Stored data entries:

+++++

//! Job-description analysis — drives the remote assistant workflow.
//!
//! ARCHITECTURAL RULE: every Assistants API interaction goes through the
//! `AssistantsApi` trait in `client`. The saga, poller, and compensation
//! pass never touch HTTP directly.

pub mod client;
pub mod compensation;
pub mod extract;
pub mod handlers;
pub mod poller;
pub mod prompts;
pub mod saga;

#[cfg(test)]
pub(crate) mod mock;
#![allow(dead_code)]

use std::sync::Arc;
use std::time::Duration;

use axum::Router;
use axum::body::Body;
use axum::http::{Method, Request, Response, StatusCode, header::CONTENT_TYPE};
use http_body_util::BodyExt;
use serde_json::{Value, json};
use tower::ServiceExt;

use store_service::common::ids::SequentialIds;
use store_service::common::retry::RetryPolicy;
use store_service::config::AppState;
use store_service::db::{ItemTable, MemoryTable};
use store_service::router;
use store_service::services::ItemStore;
use store_service::telemetry::PrometheusMetrics;

/// Router over an in-memory table, plus a handle on that table.
pub struct TestApp {
    pub router: Router,
    pub table: Arc<MemoryTable>,
}

/// Same middleware stack as the binary. Ids are sequential so listings
/// come back in creation order.
pub fn build_test_app() -> TestApp {
    let table = Arc::new(MemoryTable::new());
    TestApp {
        router: build_router_over(table.clone(), Duration::from_secs(30)),
        table,
    }
}

/// Full router over any table, with the given request deadline.
pub fn build_router_over(table: Arc<dyn ItemTable>, request_timeout: Duration) -> Router {
    let store = ItemStore::new(table)
        .with_ids(Arc::new(SequentialIds::default()))
        .with_retry(RetryPolicy {
            max_attempts: 3,
            base_delay: Duration::from_millis(1),
        });
    let metrics = PrometheusMetrics::new().unwrap();
    let state = AppState::from_parts(store, Arc::new(metrics));
    router(state, request_timeout)
}

/// POST a JSON body to `/store.v1.StoreService/{method}`.
pub async fn rpc(app: &Router, method: &str, body: Value) -> Response<Body> {
    rpc_with_headers(app, method, body, &[]).await
}

pub async fn rpc_with_headers(
    app: &Router,
    method: &str,
    body: Value,
    headers: &[(&str, &str)],
) -> Response<Body> {
    let mut builder = Request::builder()
        .method(Method::POST)
        .uri(format!("/store.v1.StoreService/{method}"))
        .header(CONTENT_TYPE, "application/json");
    for (name, value) in headers {
        builder = builder.header(*name, *value);
    }
    let request = builder.body(Body::from(body.to_string())).unwrap();
    app.clone().oneshot(request).await.unwrap()
}

pub async fn get(app: &Router, uri: &str) -> Response<Body> {
    let request = Request::builder().uri(uri).body(Body::empty()).unwrap();
    app.clone().oneshot(request).await.unwrap()
}

pub async fn body_json(response: Response<Body>) -> Value {
    let bytes = response.into_body().collect().await.unwrap().to_bytes();
    serde_json::from_slice(&bytes).unwrap()
}

pub async fn body_text(response: Response<Body>) -> String {
    let bytes = response.into_body().collect().await.unwrap().to_bytes();
    String::from_utf8(bytes.to_vec()).unwrap()
}

/// Sends an RPC, asserts 200 and returns the body.
pub async fn rpc_ok(app: &Router, method: &str, body: Value) -> Value {
    let response = rpc(app, method, body).await;
    let status = response.status();
    let json = body_json(response).await;
    assert_eq!(status, StatusCode::OK, "{method} failed: {json}");
    json
}

/// Creates an item and returns it.
pub async fn create_item(app: &Router, tenant_id: i64, name: &str, inventory_count: i32) -> Value {
    let json = rpc_ok(
        app,
        "CreateItem",
        json!({
            "tenantId": tenant_id,
            "name": name,
            "description": format!("{name} description"),
            "price": 19.99,
            "category": "ITEM_CATEGORY_BOOKS",
            "sku": format!("SKU-{name}"),
            "inventoryCount": inventory_count,
            "tags": ["new", "featured"],
            "createdBy": "alice",
        }),
    )
    .await;
    json["item"].clone()
}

+++++

_What to produce:_
Give back only the lines from the one containing "and returns it." through the final line of the entries above, exactly as written, both included.

_Solution for this task:_
/// Creates an item and returns it.
pub async fn create_item(app: &Router, tenant_id: i64, name: &str, inventory_count: i32) -> Value {
    let json = rpc_ok(
        app,
        "CreateItem",
        json!({
            "tenantId": tenant_id,
            "name": name,
            "description": format!("{name} description"),
            "price": 19.99,
            "category": "ITEM_CATEGORY_BOOKS",
            "sku": format!("SKU-{name}"),
            "inventoryCount": inventory_count,
            "tags": ["new", "featured"],
            "createdBy": "alice",
        }),
    )
    .await;
    json["item"].clone()
}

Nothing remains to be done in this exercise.